Pentito rivela: “Volevamo uccidere Falcone con un bazooka”

La deposizione di Francesco Paolo Anzelmo che ha parlato della strategia di Cosa nostra per “bloccare il fenomeno del pentitismo”: “Io ero latitante a casa mia e nessuno mi cercava”

Di Redazione |

La strategia di Cosa nostra negli anni ‘80 era quella di “bloccare il fenomeno del pentitismo anche uccidendo i giudici”. Lo ha detto Francesco Paolo Anzelmo, collaboratore di giustizia dal 1996 nel corso della sua deposizione alla quarta udienza per la strage del rapido 904 del 23 dicembre 1984. In quegli anni “io stesso ho partecipato a vari tentativi per uccidere il giudice Giovanni Falcone, ma non fu mai possibile. Una volta pensammo di usare anche un bazooka”. Secondo Anzelmo Falcone sapeva di essere nel mirino e “prendeva sempre nuovi accorgimenti”, come nel 1985 quando Cosa nostra pensò di ucciderlo con un fucile di precisione, “da distanza”. Ma prima di questo “avevamo ucciso Cassarà, e per questo Falcone non percorreva più a piedi il breve tratto tra l’androne di casa e il marciapiede ma – ha proseguito Anzelmo – l’auto quando andava a prenderlo saliva direttamente sul marciapiede accostandosi all’androne stesso. E per questo non fu più possibile”.
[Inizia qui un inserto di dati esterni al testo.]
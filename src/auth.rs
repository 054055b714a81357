// Authentication: bearer JWTs issued by the identity provider, and the axum
// extractors that turn them into a player id and platform role.

use axum::{
    extract::FromRequestParts,
    http::{request::Parts, StatusCode},
    Json,
};
use jsonwebtoken::{decode, encode, DecodingKey, EncodingKey, Header, Validation};
use serde::{Deserialize, Serialize};

/// Fallback secret for local development.
pub const DEV_JWT_SECRET: &str = "pitchside-dev-secret-change-in-production";

/// Verification secret, injected into request extensions by the router.
#[derive(Debug, Clone)]
pub struct JwtSecret(pub String);

#[derive(Debug, Serialize, Deserialize, Clone)]
pub struct Claims {
    pub sub: i64, // player id
    pub username: String,
    pub role: String,
    pub exp: usize, // expiry (unix timestamp)
}

impl Claims {
    pub fn is_platform_admin(&self) -> bool {
        self.role == "admin"
    }
}

pub fn create_token(secret: &str, player_id: i64, username: &str, role: &str) -> Result<String, String> {
    let expiration = (chrono::Utc::now() + chrono::Duration::hours(24)).timestamp() as usize;

    let claims = Claims {
        sub: player_id,
        username: username.to_string(),
        role: role.to_string(),
        exp: expiration,
    };

    encode(
        &Header::default(),
        &claims,
        &EncodingKey::from_secret(secret.as_bytes()),
    )
    .map_err(|e| format!("Failed to create token: {e}"))
}

pub fn verify_token(secret: &str, token: &str) -> Result<Claims, String> {
    decode::<Claims>(
        token,
        &DecodingKey::from_secret(secret.as_bytes()),
        &Validation::default(),
    )
    .map(|data| data.claims)
    .map_err(|e| format!("Invalid token: {e}"))
}

fn secret_for(parts: &Parts) -> String {
    match parts.extensions.get::<JwtSecret>() {
        Some(s) => s.0.clone(),
        None => std::env::var("JWT_SECRET").unwrap_or_else(|_| DEV_JWT_SECRET.to_string()),
    }
}

fn unauthorized(msg: &str) -> (StatusCode, Json<serde_json::Value>) {
    (
        StatusCode::UNAUTHORIZED,
        Json(serde_json::json!({ "error": msg })),
    )
}

// ── Axum extractor: AuthUser ─────────────────────────────────────────

/// Extracts the authenticated player from the Authorization header.
/// Usage: `AuthUser(claims)` in handler parameters.
#[derive(Debug, Clone)]
pub struct AuthUser(pub Claims);

impl<S> FromRequestParts<S> for AuthUser
where
    S: Send + Sync,
{
    type Rejection = (StatusCode, Json<serde_json::Value>);

    async fn from_request_parts(parts: &mut Parts, _state: &S) -> Result<Self, Self::Rejection> {
        let auth_header = parts
            .headers
            .get("Authorization")
            .and_then(|v| v.to_str().ok())
            .ok_or_else(|| unauthorized("Missing Authorization header"))?;

        let token = auth_header
            .strip_prefix("Bearer ")
            .ok_or_else(|| unauthorized("Invalid Authorization header format"))?;

        verify_token(&secret_for(parts), token)
            .map(AuthUser)
            .map_err(|e| {
                tracing::debug!("Rejected bearer token: {e}");
                unauthorized("Invalid token")
            })
    }
}
// Error taxonomy shared by every engine operation.

use axum::{http::StatusCode, response::IntoResponse, Json};
use serde::Serialize;
use serde_json::json;
use thiserror::Error;

/// Coarse classification callers and the HTTP layer branch on.
#[derive(Debug, Clone, Copy, PartialEq, Eq, Serialize)]
#[serde(rename_all = "snake_case")]
pub enum ErrorKind {
    NotFound,
    Forbidden,
    Conflict,
    Invalid,
    Internal,
}

#[derive(Debug, Error)]
pub enum CoreError {
    #[error("{0} not found")]
    NotFound(&'static str),

    #[error("{0}")]
    Forbidden(String),

    #[error("slot is already taken")]
    SlotTaken,

    #[error("none of the preferred positions has a free slot")]
    NoPreferredSlotOpen,

    #[error("team has already reported this match")]
    AlreadyReported,

    #[error("{0}")]
    Conflict(String),

    #[error("{0}")]
    Invalid(String),

    #[error("database error: {0}")]
    Database(#[from] sqlx::Error),

    #[error("internal error: {0}")]
    Internal(String),
}

impl CoreError {
    pub fn forbidden(msg: impl Into<String>) -> Self {
        CoreError::Forbidden(msg.into())
    }

    pub fn conflict(msg: impl Into<String>) -> Self {
        CoreError::Conflict(msg.into())
    }

    pub fn invalid(msg: impl Into<String>) -> Self {
        CoreError::Invalid(msg.into())
    }

    pub fn kind(&self) -> ErrorKind {
        match self {
            CoreError::NotFound(_) => ErrorKind::NotFound,
            CoreError::Forbidden(_) => ErrorKind::Forbidden,
            CoreError::SlotTaken
            | CoreError::NoPreferredSlotOpen
            | CoreError::AlreadyReported
            | CoreError::Conflict(_) => ErrorKind::Conflict,
            CoreError::Invalid(_) => ErrorKind::Invalid,
            CoreError::Database(_) | CoreError::Internal(_) => ErrorKind::Internal,
        }
    }

    pub fn status(&self) -> StatusCode {
        match self.kind() {
            ErrorKind::NotFound => StatusCode::NOT_FOUND,
            ErrorKind::Forbidden => StatusCode::FORBIDDEN,
            ErrorKind::Conflict => StatusCode::CONFLICT,
            ErrorKind::Invalid => StatusCode::BAD_REQUEST,
            ErrorKind::Internal => StatusCode::INTERNAL_SERVER_ERROR,
        }
    }

    /// Machine-readable code for the specific failure.
    pub fn code(&self) -> &'static str {
        match self {
            CoreError::NotFound(_) => "not_found",
            CoreError::Forbidden(_) => "forbidden",
            CoreError::SlotTaken => "slot_taken",
            CoreError::NoPreferredSlotOpen => "no_preferred_slot_open",
            CoreError::AlreadyReported => "already_reported",
            CoreError::Conflict(_) => "conflict",
            CoreError::Invalid(_) => "invalid",
            CoreError::Database(_) | CoreError::Internal(_) => "internal",
        }
    }
}

impl IntoResponse for CoreError {
    fn into_response(self) -> axum::response::Response {
        let status = self.status();
        let message = match self.kind() {
            ErrorKind::Internal => {
                tracing::error!(error = %self, "Unhandled engine failure");
                "Internal server error".to_string()
            }
            _ => self.to_string(),
        };
        (
            status,
            Json(json!({ "error": message, "code": self.code() })),
        )
            .into_response()
    }
}

#[cfg(test)]
mod tests {
    use super::*;

    #[test]
    fn test_kinds_and_status() {
        assert_eq!(CoreError::SlotTaken.kind(), ErrorKind::Conflict);
        assert_eq!(CoreError::NoPreferredSlotOpen.status(), StatusCode::CONFLICT);
        assert_eq!(CoreError::AlreadyReported.code(), "already_reported");
        assert_eq!(CoreError::NotFound("Match").status(), StatusCode::NOT_FOUND);
        assert_eq!(CoreError::forbidden("no").status(), StatusCode::FORBIDDEN);
        assert_eq!(CoreError::invalid("bad").status(), StatusCode::BAD_REQUEST);
        assert_eq!(
            CoreError::Internal("boom".into()).status(),
            StatusCode::INTERNAL_SERVER_ERROR
        );
    }

    #[test]
    fn test_messages() {
        assert_eq!(CoreError::NotFound("Team").to_string(), "Team not found");
        assert_eq!(CoreError::conflict("dispute already resolved").to_string(), "dispute already resolved");
    }

    #[test]
    fn test_internal_response_hides_detail() {
        let resp = CoreError::Internal("secret table name".into()).into_response();
        assert_eq!(resp.status(), StatusCode::INTERNAL_SERVER_ERROR);
    }
}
LATITANTE A CASA. Dall’84 all’89 ero latitante, ero a casa mia, ma nessuno mi ha mai cercato. Si camminava tranquilli per strada, non come dopo le stragi di Falcone e Borsellino”. Sono queste le parole di Francesco Paolo Anzelmo che ha anche raccontato che nel corso di un colloquio con Pippo Calò, avvenuto nel carcere di Spoleto, dove entrambi erano detenuti con il regime del 41bis, il boss di Cosa nostra, “che non si lamentava mai degli altri ergastoli, si lamentò invece di quello per la strage del treno, perché diceva di essere innocente”. “Io a lui non chiesi nulla – ha concluso Anzelmo –, se è vero o non è vero a me non interessava”.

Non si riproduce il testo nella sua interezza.